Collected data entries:
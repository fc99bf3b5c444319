//! Creates or promotes a coordinator account.
//!
//! Usage: grant_coordinator <email> [name]
//!
//! An existing directory account is recreated under the Coordinator role
//! and keeps its provider link. An unknown email gets a fresh provider
//! account with a printed one-time password.

use rand::distr::Alphanumeric;
use rand::Rng;
use sea_orm::DatabaseConnection;
use tracing_subscriber::EnvFilter;

use practika::model::account::Role;
use practika::server::data::account::{AccountRepository, NewAccount};
use practika::server::error::Error;
use practika::server::identity::IdentityClient;
use practika::server::{config::Config, startup};

#[tokio::main]
async fn main() {
    dotenvy::dotenv().ok();

    tracing_subscriber::fmt()
        .with_env_filter(EnvFilter::try_from_default_env().unwrap_or_else(|_| "info".into()))
        .init();

    let email = match std::env::args().nth(1) {
        Some(email) => email,
        None => {
            eprintln!("Usage: grant_coordinator <email> [name]");
            std::process::exit(1);
        }
    };
    let name = std::env::args().nth(2).unwrap_or_else(|| "Coordinator".to_string());

    let config = match Config::from_env() {
        Ok(config) => config,
        Err(e) => {
            eprintln!("Configuration error: {}", e);
            std::process::exit(1);
        }
    };

    let identity = startup::build_identity_client(&config).unwrap();
    let db = startup::connect_to_database(&config).await.unwrap();

    if let Err(e) = grant(&db, &identity, &email, &name).await {
        tracing::error!("Granting coordinator access failed: {}", e);
        std::process::exit(1);
    }
}

async fn grant(
    db: &DatabaseConnection,
    identity: &IdentityClient,
    email: &str,
    name: &str,
) -> Result<(), Error> {
    let accounts = AccountRepository::new(db);

    match accounts.find_by_email(email).await? {
        Some(existing) if existing.role == Role::Coordinator.to_string() => {
            tracing::info!("{} is already a coordinator", email);
        }
        Some(existing) => {
            accounts.delete_by_id(existing.id).await?;

            let promoted = accounts
                .create(
                    Role::Coordinator,
                    NewAccount {
                        name: existing.name.clone(),
                        email: existing.email.clone(),
                        external_id: existing.external_id.clone(),
                        ..Default::default()
                    },
                )
                .await?;

            // Without a refreshed claim the next token would still carry
            // the old role.
            if let Some(uid) = &existing.external_id {
                identity.set_role_claim(uid, Role::Coordinator).await?;
            }

            tracing::info!(
                account = promoted.id,
                "Promoted {} ({}) to coordinator",
                existing.name,
                email,
            );
        }
        None => {
            let password: String = rand::rng()
                .sample_iter(&Alphanumeric)
                .take(12)
                .map(char::from)
                .collect();

            let provider = identity.create_user(email, &password, name).await?;
            identity.set_role_claim(&provider.uid, Role::Coordinator).await?;

            let created = accounts
                .create(
                    Role::Coordinator,
                    NewAccount {
                        name: name.to_string(),
                        email: email.to_string(),
                        external_id: Some(provider.uid.clone()),
                        ..Default::default()
                    },
                )
                .await?;

            tracing::info!(account = created.id, "Created coordinator {}", email);

            println!("Coordinator account ready.");
            println!("  Email: {}", email);
            println!("  One-time password: {}", password);
            println!("Change the password after the first login.");
        }
    }

    Ok(())
}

• [EXERCISE AIM]: Set aside each line above that includes the string "IdentityClient" and report it.

• [RESULT OF THE EXERCISE]:
use practika::server::identity::IdentityClient;
    identity: &IdentityClient,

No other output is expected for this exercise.